Don’t think it could happen? Think again – Hawk-Eye, the revolutionary company that has brought current technology into modern sports, is getting into Football. After addressing obvious issues such as ensuring whether or not the ball crossed the goal-line, players elbowing the ball into the goal etc, I hope the technology goes into the uncharted territory of ensuring that would-be Beckers dive on the Tennis court, not on the Football field, and in Zidane-type of incidents, both players are cautioned (I guess Zidane would still get the red card).
That said, it is ironic that I still have issues with the hawk-eye technology in Tennis but not in Cricket. Ironic because in Cricket, a good portion of the debatable decisions (the famous LBW) are where technology tracks where the ball might have gone contentious issues occur when the technology tracks where the ball has already been! Here is my major peeve with Tennis calls:
This post does a very good job of explaining the multiple angles that Hawk-Eye apparently uses to determine where exactly a Tennis ball landed. However, I remain unconvinced. Let me rephrase that – my issue is with the marginal calls that Hawk-Eye judges to be on the line.

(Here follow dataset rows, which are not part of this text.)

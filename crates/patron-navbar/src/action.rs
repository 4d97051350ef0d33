//! The call-to-action vocabulary and the boolean mapping over it.
//!
//! A CTA is a named, boolean-gated user action surfaced as a button or menu
//! entry. The set of names is closed; unrecognised names supplied by callers
//! are carried inertly as [`CtaKey::Custom`] and can never be promoted to a
//! prominent button.

use std::fmt;

use serde::{
  Deserialize, Deserializer, Serialize, Serializer,
  de::{MapAccess, Visitor},
  ser::SerializeMap,
};
use strum::{Display, EnumIter, EnumString};

// ─── Actions ─────────────────────────────────────────────────────────────────

/// The closed set of navbar actions. String forms match the platform's
/// override keys (`hasContribute`, `addFunds`, …).
#[derive(
  Debug,
  Clone,
  Copy,
  PartialEq,
  Eq,
  Hash,
  Serialize,
  Deserialize,
  Display,
  EnumIter,
  EnumString,
)]
pub enum NavbarAction {
  #[serde(rename = "hasContribute")]
  #[strum(serialize = "hasContribute")]
  Contribute,
  #[serde(rename = "hasContact")]
  #[strum(serialize = "hasContact")]
  Contact,
  #[serde(rename = "hasApply")]
  #[strum(serialize = "hasApply")]
  Apply,
  #[serde(rename = "hasSubmitExpense")]
  #[strum(serialize = "hasSubmitExpense")]
  SubmitExpense,
  #[serde(rename = "hasManageSubscriptions")]
  #[strum(serialize = "hasManageSubscriptions")]
  ManageSubscriptions,
  #[serde(rename = "hasDashboard")]
  #[strum(serialize = "hasDashboard")]
  Dashboard,
  #[serde(rename = "hasRequestGrant")]
  #[strum(serialize = "hasRequestGrant")]
  RequestGrant,
  #[serde(rename = "addPrepaidBudget")]
  #[strum(serialize = "addPrepaidBudget")]
  AddPrepaidBudget,
  #[serde(rename = "addFunds")]
  #[strum(serialize = "addFunds")]
  AddFunds,
  #[serde(rename = "hasSettings")]
  #[strum(serialize = "hasSettings")]
  Settings,
}

// ─── Keys ────────────────────────────────────────────────────────────────────

/// A key in a [`CtaSet`]: either a recognised action or an arbitrary name
/// passed through from a caller override.
#[derive(Debug, Clone, PartialEq, Eq, Hash)]
pub enum CtaKey {
  Known(NavbarAction),
  Custom(String),
}

impl CtaKey {
  /// The recognised action, if this key is one.
  pub fn action(&self) -> Option<NavbarAction> {
    match self {
      Self::Known(action) => Some(*action),
      Self::Custom(_) => None,
    }
  }
}

impl From<NavbarAction> for CtaKey {
  fn from(action: NavbarAction) -> Self { Self::Known(action) }
}

impl From<&str> for CtaKey {
  fn from(name: &str) -> Self {
    match name.parse::<NavbarAction>() {
      Ok(action) => Self::Known(action),
      Err(_) => Self::Custom(name.to_string()),
    }
  }
}

impl fmt::Display for CtaKey {
  fn fmt(&self, f: &mut fmt::Formatter<'_>) -> fmt::Result {
    match self {
      Self::Known(action) => write!(f, "{action}"),
      Self::Custom(name) => f.write_str(name),
    }
  }
}

impl Serialize for CtaKey {
  fn serialize<S: Serializer>(&self, serializer: S) -> Result<S::Ok, S::Error> {
    serializer.collect_str(self)
  }
}

impl<'de> Deserialize<'de> for CtaKey {
  fn deserialize<D: Deserializer<'de>>(deserializer: D) -> Result<Self, D::Error> {
    let name = String::deserialize(deserializer)?;
    Ok(Self::from(name.as_str()))
  }
}

// ─── CtaSet ──────────────────────────────────────────────────────────────────

/// An insertion-ordered mapping of CTA names to booleans.
///
/// Insertion order is preserved because the active-action sequence handed to
/// the overflow menu follows it; it is deliberately *not* the priority order
/// used to pick the prominent button (see [`crate::resolve::PRIORITY`]).
#[derive(Debug, Clone, Default, PartialEq)]
pub struct CtaSet {
  entries: Vec<(CtaKey, bool)>,
}

impl CtaSet {
  pub fn new() -> Self { Self::default() }

  /// Set `key` to `enabled`. An existing key keeps its position; a new key
  /// is appended.
  pub fn set(&mut self, key: impl Into<CtaKey>, enabled: bool) {
    let key = key.into();
    match self.entries.iter_mut().find(|(k, _)| *k == key) {
      Some((_, value)) => *value = enabled,
      None => self.entries.push((key, enabled)),
    }
  }

  /// Builder-style [`CtaSet::set`].
  pub fn with(mut self, key: impl Into<CtaKey>, enabled: bool) -> Self {
    self.set(key, enabled);
    self
  }

  pub fn get(&self, key: &CtaKey) -> Option<bool> {
    self.entries.iter().find(|(k, _)| k == key).map(|(_, v)| *v)
  }

  /// Whether a recognised action is present and truthy.
  pub fn enabled(&self, action: NavbarAction) -> bool {
    self.get(&CtaKey::Known(action)).unwrap_or(false)
  }

  /// Shallow-merge `overrides` on top of `self`. A key present in the
  /// overrides always wins, including an explicit `false`; unknown keys pass
  /// through untouched.
  pub fn merge(mut self, overrides: &Self) -> Self {
    for (key, enabled) in &overrides.entries {
      self.set(key.clone(), *enabled);
    }
    self
  }

  /// The keys whose value is truthy, in insertion order. Feeds both the
  /// primary selector and the overflow menu.
  pub fn active(&self) -> Vec<CtaKey> {
    self
      .entries
      .iter()
      .filter(|(_, enabled)| *enabled)
      .map(|(key, _)| key.clone())
      .collect()
  }

  pub fn iter(&self) -> impl Iterator<Item = (&CtaKey, bool)> {
    self.entries.iter().map(|(key, enabled)| (key, *enabled))
  }

  pub fn len(&self) -> usize { self.entries.len() }

  pub fn is_empty(&self) -> bool { self.entries.is_empty() }
}

impl Serialize for CtaSet {
  fn serialize<S: Serializer>(&self, serializer: S) -> Result<S::Ok, S::Error> {
    let mut map = serializer.serialize_map(Some(self.entries.len()))?;
    for (key, enabled) in &self.entries {
      map.serialize_entry(key, enabled)?;
    }
    map.end()
  }
}

impl<'de> Deserialize<'de> for CtaSet {
  fn deserialize<D: Deserializer<'de>>(deserializer: D) -> Result<Self, D::Error> {
    struct CtaSetVisitor;

    impl<'de> Visitor<'de> for CtaSetVisitor {
      type Value = CtaSet;

      fn expecting(&self, f: &mut fmt::Formatter<'_>) -> fmt::Result {
        f.write_str("a map of CTA names to booleans")
      }

      fn visit_map<A: MapAccess<'de>>(
        self,
        mut access: A,
      ) -> Result<Self::Value, A::Error> {
        let mut set = CtaSet::new();
        while let Some((key, enabled)) = access.next_entry::<CtaKey, bool>()? {
          set.set(key, enabled);
        }
        Ok(set)
      }
    }

    deserializer.deserialize_map(CtaSetVisitor)
  }
}

// ─── Tests ───────────────────────────────────────────────────────────────────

When you take a photo of the ball from arguably the best possible angle, i.e. from right above it, what you see is the part of the court that is eclipsed by the ball. Then you get into the science of determining what part of the ball actually touches the ground (only the part of the ball touching the ground technically counts in determining whether the ball is in or out).
There are probably two good ways for Hawk-Eye to be calibrated.
– paint the balls and compare the marks with the camera’s ruling as to whether the ball was in or out (precise speed of ball, pressure exerted by it against the ground upon impact etc will need to be measured and considered).
The drawback of this method is that the paint on the balls might dry quickly, comparing the marks against the camera would be time-consuming, will need to ensure that the ball lands cloes to the lines else precise micro-measurements would be difficult etc
– calibrate on (red) clay where impact craters and skid marks are evident. But even there, the degree to which the ball sinks into the clay might not be uniform.
In all this, don’t forget that the difference we are talking is a Nadal Unit* or two
For Hawk-eye to be irrefutably correct, I think one of the following needs to happen – and until that point, one of the players would have grounds to feel peeved:
– the player hitting the ball should have killed it with such force that it literally compressed to a hemiphere
– Hawk-Eye has a camera on the ground-level which can see under the ball to determine whether or not there was a gap between the ball and the sideline.
– it is a no-brainer, as in there is plenty of space between ball and sideline (in or out).
Unfortunately, unlike in Cricket, Tennis has no clear-cut definition – that I am aware of – of giving the benefit of the doubt to either player.
Nadal Unit (previously incorrectly termed Nadal-width by yours truly) = unit of measurement smaller than an Angstrom Unit
[wrote the above when the Australian Open was on; was thinking of modifying something, but now forget what. oh well … here it goes]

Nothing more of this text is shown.